Al via il 9 febbraio la plenaria del Parlamento di Strasburgo sull'etichettatura di origine obbligatoria anche nei "lavorato". E' la risposta dell'Ue allo scandalo dell'uso di carne equina in "piatti tipici" surgelati o precotti
La lasagna diventa tracciabile. Il voto della plenaria di Strasburgo, dal 9 al 12 febbraio, sull’”obbligo di origine delle carni trattate”, arriva esattamente due anni dopo il cosiddetto “Horse gate”, lo scandalo della carne di cavallo spacciata per manzo e servita nei cibi surgelati e precotti di mezza Europa.
Fu la Gran Bretagna a lanciare l’allarme: in un Paese in cui il cavallo è quasi venerato, ritrovarlo sotto forma di ripieno per primi piatti italiani scatenò il panico. Findus UK millantava sulla confezione il 100% di carne bovina e usava invece la meno pregiata carne equina, senza naturalmente alcun cenno in etichetta. Cadde il velo su una filiera sconosciuta ai consumatori: la carne dei cavalli macellati in Romania, solo dopo varie mediazioni arrivava al fornitore di Findus nel Regno Unito (Comigel).
Un giochetto al risparmio fatto dai grandi marchi come Nestlé, Knorr e Ikea (sulle polpette) e dalle piccole imprese in 25 Paesi europei. Una frode alimentare di livello internazionale, che si trasformò in spauracchio per la salute pubblica, quando l’Autorità europea per la Sicurezza Alimentare (Efsa) ordinò esami del Dna a tappeto per accertare la composizione di quella carne. Il panico si diffuse in Europa.
Crollarono le vendite dei cibi precotti e Bruxelles si impegnò a creare un’agenda serrata per ridare fiducia ai consumatori. Maggiori controlli antifrode e test annuali, ma sulle “etichette trasparenti” c’è stata battaglia. Questo voto in plenaria è un obiettivo raggiunto per l’associazione francese “Que Choisir”, che in difesa dei consumatori europei, come recita la sua vocazione, ha raccolto i dati necessari per ingaggiare un duello all’ultimo cent.
Secondo l’analisi di impatto della Commissione Europea i costi aggiuntivi per l’indicazione del singolo Paese di provenienza delle carne oscillano di un 15-20% in più, senza contare gli oneri amministrativi quantificati tra l’8 e il 12%. “Un aumento anche lieve del prezzo del prodotto scoraggia l’acquirente, e il consenso sull’etichetta trasparente scende dal 90% al 60-80%”, recita l’analisi. Que Choisir smonta questi numeri e segnala invece un aumento medio del prezzo del prodotto pari allo 0,7%, fatta eccezione per le lasagne per cui si conta un +1,5%. Informare dunque costa, ma non poi tanto.

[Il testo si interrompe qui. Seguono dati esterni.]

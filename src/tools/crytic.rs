//! crytic-compile build pipeline.

use async_trait::async_trait;
use tracing::info;

use super::{reset_output_dir, run_build_command, BuildPipeline, BuildSystem};
use crate::config::BenchConfig;
use crate::error::BuildError;

/// Builds the project with `crytic-compile <project>`.
pub struct CryticPipeline {
    command: String,
}

impl CryticPipeline {
    pub fn new() -> Self {
        Self {
            command: "crytic-compile".to_string(),
        }
    }

    /// Uses a different `crytic-compile` executable.
    pub fn with_command(mut self, command: impl Into<String>) -> Self {
        self.command = command.into();
        self
    }
}

impl Default for CryticPipeline {
    fn default() -> Self {
        Self::new()
    }
}

#[async_trait]
impl BuildPipeline for CryticPipeline {
    fn system(&self) -> BuildSystem {
        BuildSystem::Crytic
    }

    async fn build(&self, config: &BenchConfig) -> Result<(), BuildError> {
        info!("Building with crytic...");
        reset_output_dir(&config.build_path())?;
        run_build_command(BuildSystem::Crytic, &self.command, &["."], &config.project_dir).await
    }
}

#[cfg(test)]
mod tests {
    use super::*;
    use tempfile::TempDir;

    #[tokio::test]
    async fn test_crytic_failure_reports_system() {
        let temp = TempDir::new().unwrap();
        let config = BenchConfig::new(temp.path());

        let err = CryticPipeline::new()
            .with_command("false")
            .build(&config)
            .await
            .unwrap_err();
        assert!(err.to_string().starts_with("crytic build failed"));
    }
}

Gli emendamenti al testo della risoluzione sottoposta al dibattito di lunedì e al voto di mercoledì in plenaria, sottolineano la necessità di rendere obbligatorie le informazioni, pur ammettendo che questo non garantisce la qualità della carne che poi si mangia. Il voto sulla tracciabilità “è già una bella vittoria” afferma Que Choisir, ma resta molto da fare sul tema della filiera. L’Horse gate rappresentò un doppio scandalo, non solo nei cibi c’era carne equina non dichiarata, erano cavalli che mai sarebbero dovuti finire in tavola e i media britannici evocarono il ruolo delle mafie italiane nell’affare.
Le analisi del Dna riscontrarono tracce di fenilbutazone, un farmaco antidolorifico e antinfiammatorio molto utilizzato per i cavalli sportivi e da corsa, la cui carne non deve assolutamente finire nel circuito alimentare. Gli animalisti puntano il dito contro la pratica comune, diffusa anche in Italia, di mandare i cavalli sportivi a fine carriera in Romania, dove vengono macellati per poi essere reintrodotti in maniera fraudolenta nel circuito alimentare sotto forma di carne macinata.